POINTS CLÉS Dans le contexte de l’épidémie de coronavirus, les administrations et les collectivités territoriales peuvent souhaiter mettre en place des recensements de données personnelles concernant leurs agents ou leurs administrés ➤ Le cadre juridique constitué du règlement général de protection des données, de la loi Informatique et libertés, et du Code de la santé publique, continue à s’appliquer dans les circonstances actuelles ➤ Qu’elles agissent en tant qu’employeurs ou dans le cadre de leurs missions, les autorités publiques doivent respecter des règles de base

Fabrice Mattatia, ingénieur général des mines, docteur en droit, chercheur associé à l’université Paris 1, co-directeur du mastère spécialisé Data Protection Management de l’Institut Mines-Télécom Business School

TOUTES les autorités publiques, en tant qu’employeurs, sont confrontées au double défi de la protection de la santé et de la sécurité de leurs agents, ainsi que de la mise en place de solutions de télétravail. Par ailleurs, dans le cadre de leurs missions, elles proposent à leurs administrés de nouveaux services, souvent en ligne, pour remplacer les services habituels qui ont cessé de fonctionner normalement.Le choix des outils utilisés a souvent été improvisé, les administrations ont souvent recours à des solutions externes en ligne, et la conformité de ces solutions aux obligations légales doit être vérifiée.

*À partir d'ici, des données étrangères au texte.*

#[cfg(test)]
mod tests {
    use super::*;
    use crate::media::MediaType;
    use crate::test_support::{test_media, test_store};

    fn assert_dense(store: &Store, playlist_id: i64) {
        let positions = Playlist::positions(store, playlist_id).unwrap();
        for (index, (_, position)) in positions.iter().enumerate() {
            assert_eq!(*position, index as i64 + 1, "positions must be 1..=N");
        }
    }

    #[test]
    fn append_on_empty_playlist_yields_position_one() {
        let (store, _dir) = test_store();
        let playlist = Playlist::create(&store, "p").unwrap();
        let media = test_media(&store, MediaType::Audio, "a");

        Playlist::append(&store, playlist.id, media.id).unwrap();

        let positions = Playlist::positions(&store, playlist.id).unwrap();
        assert_eq!(positions, vec![(media.id, 1)]);
    }

    #[test]
    fn move_to_head_swaps_two_items() {
        let (store, _dir) = test_store();
        let playlist = Playlist::create(&store, "p").unwrap();
        let m1 = test_media(&store, MediaType::Audio, "a");
        let m2 = test_media(&store, MediaType::Audio, "b");

        Playlist::append(&store, playlist.id, m1.id).unwrap();
        Playlist::append(&store, playlist.id, m2.id).unwrap();
        Playlist::move_media(&store, playlist.id, m2.id, 1).unwrap();

        let positions = Playlist::positions(&store, playlist.id).unwrap();
        assert_eq!(positions, vec![(m2.id, 1), (m1.id, 2)]);
    }

    #[test]
    fn insert_past_the_end_appends() {
        let (store, _dir) = test_store();
        let playlist = Playlist::create(&store, "p").unwrap();
        let m1 = test_media(&store, MediaType::Audio, "a");
        let m2 = test_media(&store, MediaType::Audio, "b");
        let m3 = test_media(&store, MediaType::Audio, "c");

        Playlist::append(&store, playlist.id, m1.id).unwrap();
        Playlist::append(&store, playlist.id, m2.id).unwrap();
        Playlist::add(&store, playlist.id, m3.id, 3).unwrap();

        let positions = Playlist::positions(&store, playlist.id).unwrap();
        assert_eq!(positions, vec![(m1.id, 1), (m2.id, 2), (m3.id, 3)]);
        assert_dense(&store, playlist.id);
    }

    #[test]
    fn explicit_insert_shifts_following_members() {
        let (store, _dir) = test_store();
        let playlist = Playlist::create(&store, "p").unwrap();
        let m1 = test_media(&store, MediaType::Audio, "a");
        let m2 = test_media(&store, MediaType::Audio, "b");
        let m3 = test_media(&store, MediaType::Audio, "c");

        Playlist::append(&store, playlist.id, m1.id).unwrap();
        Playlist::append(&store, playlist.id, m2.id).unwrap();
        Playlist::add(&store, playlist.id, m3.id, 1).unwrap();

        let positions = Playlist::positions(&store, playlist.id).unwrap();
        assert_eq!(positions, vec![(m3.id, 1), (m1.id, 2), (m2.id, 3)]);
    }

    #[test]
    fn move_sequence_reorders_as_expected() {
        let (store, _dir) = test_store();
        let playlist = Playlist::create(&store, "p").unwrap();
        let m1 = test_media(&store, MediaType::Audio, "a");
        let m2 = test_media(&store, MediaType::Audio, "b");
        let m3 = test_media(&store, MediaType::Audio, "c");

        Playlist::append(&store, playlist.id, m1.id).unwrap();
        Playlist::append(&store, playlist.id, m2.id).unwrap();
        Playlist::append(&store, playlist.id, m3.id).unwrap();

        Playlist::move_media(&store, playlist.id, m3.id, 1).unwrap();
        Playlist::move_media(&store, playlist.id, m1.id, 3).unwrap();

        let positions = Playlist::positions(&store, playlist.id).unwrap();
        assert_eq!(positions, vec![(m3.id, 1), (m2.id, 2), (m1.id, 3)]);
        assert_dense(&store, playlist.id);
    }

    #[test]
    fn move_to_position_zero_is_rejected() {
        let (store, _dir) = test_store();
        let playlist = Playlist::create(&store, "p").unwrap();
        let media = test_media(&store, MediaType::Audio, "a");
        Playlist::append(&store, playlist.id, media.id).unwrap();

        assert!(Playlist::move_media(&store, playlist.id, media.id, 0).is_err());
    }

    #[test]
    fn removal_closes_the_hole() {
        let (store, _dir) = test_store();
        let playlist = Playlist::create(&store, "p").unwrap();
        let m1 = test_media(&store, MediaType::Audio, "a");
        let m2 = test_media(&store, MediaType::Audio, "b");
        let m3 = test_media(&store, MediaType::Audio, "c");

        for media in [&m1, &m2, &m3] {
            Playlist::append(&store, playlist.id, media.id).unwrap();
        }
        Playlist::remove_media(&store, playlist.id, m2.id).unwrap();

        let positions = Playlist::positions(&store, playlist.id).unwrap();
        assert_eq!(positions, vec![(m1.id, 1), (m3.id, 2)]);
        assert_dense(&store, playlist.id);
    }

    #[test]
    fn media_deletion_cascade_keeps_positions_dense() {
        let (store, _dir) = test_store();
        let playlist = Playlist::create(&store, "p").unwrap();
        let m1 = test_media(&store, MediaType::Audio, "a");
        let m2 = test_media(&store, MediaType::Audio, "b");
        let m3 = test_media(&store, MediaType::Audio, "c");

        for media in [&m1, &m2, &m3] {
            Playlist::append(&store, playlist.id, media.id).unwrap();
        }

        {
            let conn = store.writer();
            conn.execute("DELETE FROM Media WHERE id_media = ?", [m2.id])
                .unwrap();
        }
        store.caches.clear_all();

        let positions = Playlist::positions(&store, playlist.id).unwrap();
        assert_eq!(positions, vec![(m1.id, 1), (m3.id, 2)]);
    }

    #[test]
    fn rename_updates_search_mirror() {
        let (store, _dir) = test_store();
        let playlist = Playlist::create(&store, "road trip").unwrap();

        Playlist::rename(&store, playlist.id, "workout").unwrap();
        assert!(Playlist::search(&store, "road").unwrap().is_empty());
        assert_eq!(Playlist::search(&store, "work").unwrap().len(), 1);
    }

    #[test]
    fn replaying_ops_reproduces_order() {
        let (store, _dir) = test_store();
        let media: Vec<_> = (0..4)
            .map(|i| test_media(&store, MediaType::Audio, &format!("t{}", i)))
            .collect();

        let run = |name: &str| -> Vec<i64> {
            let playlist = Playlist::create(&store, name).unwrap();
            Playlist::append(&store, playlist.id, media[0].id).unwrap();
            Playlist::append(&store, playlist.id, media[1].id).unwrap();
            Playlist::add(&store, playlist.id, media[2].id, 2).unwrap();
            Playlist::append(&store, playlist.id, media[3].id).unwrap();
            Playlist::move_media(&store, playlist.id, media[3].id, 1).unwrap();
            Playlist::remove_media(&store, playlist.id, media[0].id).unwrap();
            Playlist::positions(&store, playlist.id)
                .unwrap()
                .into_iter()
                .map(|(media_id, _)| media_id)
                .collect()
        };

        let first = run("first");
        let second = run("second");
        assert_eq!(first, second);
        assert_eq!(first, vec![media[3].id, media[2].id, media[1].id]);
    }
}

  1. Le cadre à respecter en tant qu’employeur

Les autorités publiques sont responsables de la santé et de la sécurité de leurs agents, et doivent à ce titre, mettre en oeuvre des actions de prévention des risques professionnels ainsi que des actions d’information. Nous abordons ici ces questions sous l’angle des traitements de données personnelles, sans traiter des questions de protection sanitaire au sens physique.

Dans le contexte de l’épidémie actuelle, l’employeur doit ainsi, à titre préventif, encourager tant que possible les modes de travail à distance (télétravail). Il lui est évidemment nécessaire de procéder au suivi des modes de travail adoptés par ses agents. Dans le cadre de sa gestion du personnel (et, le cas échéant, de la gestion des outils informatiques éventuellement confiés à ce personnel), l’employeur va par conséquent lister les agents et leur position.Ce traitement ne pose a priori pas de problème, puisqu’il est nécessaire à l’organisation de la continuité de l’activité, ce qui constitue une base de licéité en tant qu’intérêt légitime de l’employeur au sens de l’article 6 du RGPD (Reg. UE Parl. et Conseil 2016/679, 27 avril 2016 ; F. Mattatia, Traitement de données personnelles : détermination de la base de licéité et conséquences, JCPA 2019, 2048).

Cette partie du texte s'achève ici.